Stored data

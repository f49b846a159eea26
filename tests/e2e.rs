//! End-to-end tests for the full parse pipeline.
//!
//! Anything touching pdfium needs a libpdfium available at runtime, and the
//! provider tests additionally make live API calls, so both are gated
//! behind the `E2E_ENABLED` environment variable and skip cleanly in CI.
//!
//! Run with:
//!   E2E_ENABLED=1 cargo test --test e2e -- --nocapture

use std::path::PathBuf;

use pdf_parser_pro::{inspect, parse, PageSelection, ParseConfig, ParseError, Strategy};

// ── Test helpers ─────────────────────────────────────────────────────────

/// Build a small, fully valid one-page PDF with `text` drawn in Helvetica.
/// Offsets in the xref table are computed as the buffer grows, so the file
/// is well-formed for any text.
fn minimal_pdf(text: &str) -> Vec<u8> {
    let mut buf: Vec<u8> = Vec::new();
    buf.extend_from_slice(b"%PDF-1.4\n");

    let content = format!("BT /F1 12 Tf 72 720 Td ({text}) Tj ET");
    let objects = [
        "<< /Type /Catalog /Pages 2 0 R >>".to_string(),
        "<< /Type /Pages /Kids [3 0 R] /Count 1 >>".to_string(),
        "<< /Type /Page /Parent 2 0 R /MediaBox [0 0 612 792] /Contents 4 0 R \
         /Resources << /Font << /F1 5 0 R >> >> >>"
            .to_string(),
        format!(
            "<< /Length {} >>\nstream\n{}\nendstream",
            content.len(),
            content
        ),
        "<< /Type /Font /Subtype /Type1 /BaseFont /Helvetica >>".to_string(),
    ];

    let mut offsets = Vec::new();
    for (i, obj) in objects.iter().enumerate() {
        offsets.push(buf.len());
        buf.extend_from_slice(format!("{} 0 obj\n{}\nendobj\n", i + 1, obj).as_bytes());
    }

    let xref_pos = buf.len();
    buf.extend_from_slice(format!("xref\n0 {}\n", objects.len() + 1).as_bytes());
    buf.extend_from_slice(b"0000000000 65535 f \n");
    for off in &offsets {
        buf.extend_from_slice(format!("{off:010} 00000 n \n").as_bytes());
    }
    buf.extend_from_slice(
        format!(
            "trailer\n<< /Size {} /Root 1 0 R >>\nstartxref\n{}\n%%EOF\n",
            objects.len() + 1,
            xref_pos
        )
        .as_bytes(),
    );
    buf
}

fn write_pdf(text: &str) -> tempfile::NamedTempFile {
    let tmp = tempfile::Builder::new()
        .suffix(".pdf")
        .tempfile()
        .expect("create temp pdf");
    std::fs::write(tmp.path(), minimal_pdf(text)).expect("write temp pdf");
    tmp
}

/// Skip this test unless E2E_ENABLED is set.
macro_rules! e2e_skip_unless_enabled {
    () => {
        if std::env::var("E2E_ENABLED").is_err() {
            println!("SKIP — set E2E_ENABLED=1 to run e2e tests (requires libpdfium)");
            return;
        }
    };
}

// ── Input validation (no pdfium needed, always run) ──────────────────────

#[tokio::test]
async fn parse_rejects_missing_file() {
    let config = ParseConfig::default();
    let err = parse(PathBuf::from("/definitely/not/here.pdf"), &config)
        .await
        .unwrap_err();
    assert!(matches!(err, ParseError::FileNotFound { .. }));
}

#[tokio::test]
async fn parse_rejects_non_pdf() {
    let tmp = tempfile::NamedTempFile::new().unwrap();
    std::fs::write(tmp.path(), b"<html>nope</html>").unwrap();

    let config = ParseConfig::default();
    let err = parse(tmp.path(), &config).await.unwrap_err();
    assert!(matches!(err, ParseError::NotAPdf { .. }));
}

// ── Library pipeline (pdfium required) ───────────────────────────────────

#[tokio::test]
async fn inspect_reads_page_count() {
    e2e_skip_unless_enabled!();
    let pdf = write_pdf("Inspection target");

    let meta = inspect(pdf.path()).await.expect("inspect should succeed");
    assert_eq!(meta.page_count, 1);
    assert!(!meta.pdf_version.is_empty());
}

#[tokio::test]
async fn library_strategy_extracts_text_without_ai() {
    e2e_skip_unless_enabled!();
    let pdf = write_pdf("Hello from the library path");

    let config = ParseConfig::builder()
        .strategy(Strategy::Library)
        .build()
        .unwrap();
    let output = parse(pdf.path(), &config).await.expect("parse");

    assert_eq!(output.stats.selected_pages, 1);
    assert_eq!(output.stats.ai_pages, 0);
    assert!(output.provider.is_none());
    assert!(output.text.contains("Hello from the library path"));
    assert!(output.text.starts_with("Page 1:"));
}

#[tokio::test]
async fn auto_with_zero_threshold_never_escalates() {
    e2e_skip_unless_enabled!();
    let pdf = write_pdf("short");

    // threshold 0.0 disables escalation, so no provider is ever resolved
    let config = ParseConfig::builder()
        .strategy(Strategy::Auto)
        .confidence_threshold(0.0)
        .build()
        .unwrap();
    let output = parse(pdf.path(), &config).await.expect("parse");

    assert_eq!(output.stats.ai_pages, 0);
    assert!(output.provider.is_none());
}

#[tokio::test]
async fn page_selection_out_of_range_fails() {
    e2e_skip_unless_enabled!();
    let pdf = write_pdf("one page only");

    let config = ParseConfig::builder()
        .pages(PageSelection::Single(5))
        .build()
        .unwrap();
    let err = parse(pdf.path(), &config).await.unwrap_err();
    assert!(matches!(err, ParseError::PageOutOfRange { .. }));
}

#[tokio::test]
async fn page_records_carry_confidence_scores() {
    e2e_skip_unless_enabled!();
    let pdf = write_pdf("A reasonably long line of ordinary prose for the classifier to score well, \
                         followed by some more words to pass the length component.");

    let config = ParseConfig::builder()
        .strategy(Strategy::Library)
        .build()
        .unwrap();
    let output = parse(pdf.path(), &config).await.expect("parse");

    assert_eq!(output.pages.len(), 1);
    let page = &output.pages[0];
    assert_eq!(page.page, 1);
    assert!(page.confidence > 0.0);
    assert!(page.error.is_none());
}

// ── Live provider tests (pdfium + API key required) ──────────────────────

#[tokio::test]
async fn ai_strategy_escalates_every_page_openai() {
    e2e_skip_unless_enabled!();
    if std::env::var("OPENAI_API_KEY").is_err() {
        println!("SKIP — OPENAI_API_KEY not set");
        return;
    }
    let pdf = write_pdf("Total due: 123.45");

    let config = ParseConfig::builder()
        .strategy(Strategy::Ai)
        .max_retries(2)
        .build()
        .unwrap();
    let output = parse(pdf.path(), &config).await.expect("parse");

    assert_eq!(output.stats.ai_pages, 1);
    assert_eq!(output.stats.library_pages, 0);
    assert!(output.provider.is_some());
    assert!(output.stats.input_tokens > 0, "should have consumed tokens");
    assert!(
        output.text.contains("123"),
        "vision model should read the amount; got: {}",
        output.text
    );
}

#[tokio::test]
async fn ai_strategy_without_any_key_fails_fast() {
    e2e_skip_unless_enabled!();
    if std::env::var("OPENAI_API_KEY").is_ok()
        || std::env::var("GEMINI_API_KEY").is_ok()
        || std::env::var("ANTHROPIC_API_KEY").is_ok()
    {
        println!("SKIP — an API key is configured in this environment");
        return;
    }
    let pdf = write_pdf("unreachable");

    let config = ParseConfig::builder().strategy(Strategy::Ai).build().unwrap();
    let err = parse(pdf.path(), &config).await.unwrap_err();
    assert!(matches!(err, ParseError::ProviderNotConfigured { .. }));
}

#### [Task details]
The answer should be the full set of records, reproduced exactly.

#### [Solution to this problem]
repository f49b846a159eea26
filename tests/e2e.rs
//! End-to-end tests for the full parse pipeline.
//!
//! Anything touching pdfium needs a libpdfium available at runtime, and the
//! provider tests additionally make live API calls, so both are gated
//! behind the `E2E_ENABLED` environment variable and skip cleanly in CI.
//!
//! Run with:
//!   E2E_ENABLED=1 cargo test --test e2e -- --nocapture

use std::path::PathBuf;

use pdf_parser_pro::{inspect, parse, PageSelection, ParseConfig, ParseError, Strategy};

// ── Test helpers ─────────────────────────────────────────────────────────

/// Build a small, fully valid one-page PDF with `text` drawn in Helvetica.
/// Offsets in the xref table are computed as the buffer grows, so the file
/// is well-formed for any text.
fn minimal_pdf(text: &str) -> Vec<u8> {
    let mut buf: Vec<u8> = Vec::new();
    buf.extend_from_slice(b"%PDF-1.4\n");

    let content = format!("BT /F1 12 Tf 72 720 Td ({text}) Tj ET");
    let objects = [
        "<< /Type /Catalog /Pages 2 0 R >>".to_string(),
        "<< /Type /Pages /Kids [3 0 R] /Count 1 >>".to_string(),
        "<< /Type /Page /Parent 2 0 R /MediaBox [0 0 612 792] /Contents 4 0 R \
         /Resources << /Font << /F1 5 0 R >> >> >>"
            .to_string(),
        format!(
            "<< /Length {} >>\nstream\n{}\nendstream",
            content.len(),
            content
        ),
        "<< /Type /Font /Subtype /Type1 /BaseFont /Helvetica >>".to_string(),
    ];

    let mut offsets = Vec::new();
    for (i, obj) in objects.iter().enumerate() {
        offsets.push(buf.len());
        buf.extend_from_slice(format!("{} 0 obj\n{}\nendobj\n", i + 1, obj).as_bytes());
    }

    let xref_pos = buf.len();
    buf.extend_from_slice(format!("xref\n0 {}\n", objects.len() + 1).as_bytes());
    buf.extend_from_slice(b"0000000000 65535 f \n");
    for off in &offsets {
        buf.extend_from_slice(format!("{off:010} 00000 n \n").as_bytes());
    }
    buf.extend_from_slice(
        format!(
            "trailer\n<< /Size {} /Root 1 0 R >>\nstartxref\n{}\n%%EOF\n",
            objects.len() + 1,
            xref_pos
        )
        .as_bytes(),
    );
    buf
}

fn write_pdf(text: &str) -> tempfile::NamedTempFile {
    let tmp = tempfile::Builder::new()
        .suffix(".pdf")
        .tempfile()
        .expect("create temp pdf");
    std::fs::write(tmp.path(), minimal_pdf(text)).expect("write temp pdf");
    tmp
}

/// Skip this test unless E2E_ENABLED is set.
macro_rules! e2e_skip_unless_enabled {
    () => {
        if std::env::var("E2E_ENABLED").is_err() {
            println!("SKIP — set E2E_ENABLED=1 to run e2e tests (requires libpdfium)");
            return;
        }
    };
}

// ── Input validation (no pdfium needed, always run) ──────────────────────

#[tokio::test]
async fn parse_rejects_missing_file() {
    let config = ParseConfig::default();
    let err = parse(PathBuf::from("/definitely/not/here.pdf"), &config)
        .await
        .unwrap_err();
    assert!(matches!(err, ParseError::FileNotFound { .. }));
}

#[tokio::test]
async fn parse_rejects_non_pdf() {
    let tmp = tempfile::NamedTempFile::new().unwrap();
    std::fs::write(tmp.path(), b"<html>nope</html>").unwrap();

    let config = ParseConfig::default();
    let err = parse(tmp.path(), &config).await.unwrap_err();
    assert!(matches!(err, ParseError::NotAPdf { .. }));
}

// ── Library pipeline (pdfium required) ───────────────────────────────────

#[tokio::test]
async fn inspect_reads_page_count() {
    e2e_skip_unless_enabled!();
    let pdf = write_pdf("Inspection target");

    let meta = inspect(pdf.path()).await.expect("inspect should succeed");
    assert_eq!(meta.page_count, 1);
    assert!(!meta.pdf_version.is_empty());
}

#[tokio::test]
async fn library_strategy_extracts_text_without_ai() {
    e2e_skip_unless_enabled!();
    let pdf = write_pdf("Hello from the library path");

    let config = ParseConfig::builder()
        .strategy(Strategy::Library)
        .build()
        .unwrap();
    let output = parse(pdf.path(), &config).await.expect("parse");

    assert_eq!(output.stats.selected_pages, 1);
    assert_eq!(output.stats.ai_pages, 0);
    assert!(output.provider.is_none());
    assert!(output.text.contains("Hello from the library path"));
    assert!(output.text.starts_with("Page 1:"));
}

#[tokio::test]
async fn auto_with_zero_threshold_never_escalates() {
    e2e_skip_unless_enabled!();
    let pdf = write_pdf("short");

    // threshold 0.0 disables escalation, so no provider is ever resolved
    let config = ParseConfig::builder()
        .strategy(Strategy::Auto)
        .confidence_threshold(0.0)
        .build()
        .unwrap();
    let output = parse(pdf.path(), &config).await.expect("parse");

    assert_eq!(output.stats.ai_pages, 0);
    assert!(output.provider.is_none());
}

#[tokio::test]
async fn page_selection_out_of_range_fails() {
    e2e_skip_unless_enabled!();
    let pdf = write_pdf("one page only");

    let config = ParseConfig::builder()
        .pages(PageSelection::Single(5))
        .build()
        .unwrap();
    let err = parse(pdf.path(), &config).await.unwrap_err();
    assert!(matches!(err, ParseError::PageOutOfRange { .. }));
}

#[tokio::test]
async fn page_records_carry_confidence_scores() {
    e2e_skip_unless_enabled!();
    let pdf = write_pdf("A reasonably long line of ordinary prose for the classifier to score well, \
                         followed by some more words to pass the length component.");

    let config = ParseConfig::builder()
        .strategy(Strategy::Library)
        .build()
        .unwrap();
    let output = parse(pdf.path(), &config).await.expect("parse");

    assert_eq!(output.pages.len(), 1);
    let page = &output.pages[0];
    assert_eq!(page.page, 1);
    assert!(page.confidence > 0.0);
    assert!(page.error.is_none());
}

// ── Live provider tests (pdfium + API key required) ──────────────────────

#[tokio::test]
async fn ai_strategy_escalates_every_page_openai() {
    e2e_skip_unless_enabled!();
    if std::env::var("OPENAI_API_KEY").is_err() {
        println!("SKIP — OPENAI_API_KEY not set");
        return;
    }
    let pdf = write_pdf("Total due: 123.45");

    let config = ParseConfig::builder()
        .strategy(Strategy::Ai)
        .max_retries(2)
        .build()
        .unwrap();
    let output = parse(pdf.path(), &config).await.expect("parse");

    assert_eq!(output.stats.ai_pages, 1);
    assert_eq!(output.stats.library_pages, 0);
    assert!(output.provider.is_some());
    assert!(output.stats.input_tokens > 0, "should have consumed tokens");
    assert!(
        output.text.contains("123"),
        "vision model should read the amount; got: {}",
        output.text
    );
}

#[tokio::test]
async fn ai_strategy_without_any_key_fails_fast() {
    e2e_skip_unless_enabled!();
    if std::env::var("OPENAI_API_KEY").is_ok()
        || std::env::var("GEMINI_API_KEY").is_ok()
        || std::env::var("ANTHROPIC_API_KEY").is_ok()
    {
        println!("SKIP — an API key is configured in this environment");
        return;
    }
    let pdf = write_pdf("unreachable");

    let config = ParseConfig::builder().strategy(Strategy::Ai).build().unwrap();
    let err = parse(pdf.path(), &config).await.unwrap_err();
    assert!(matches!(err, ParseError::ProviderNotConfigured { .. }));
}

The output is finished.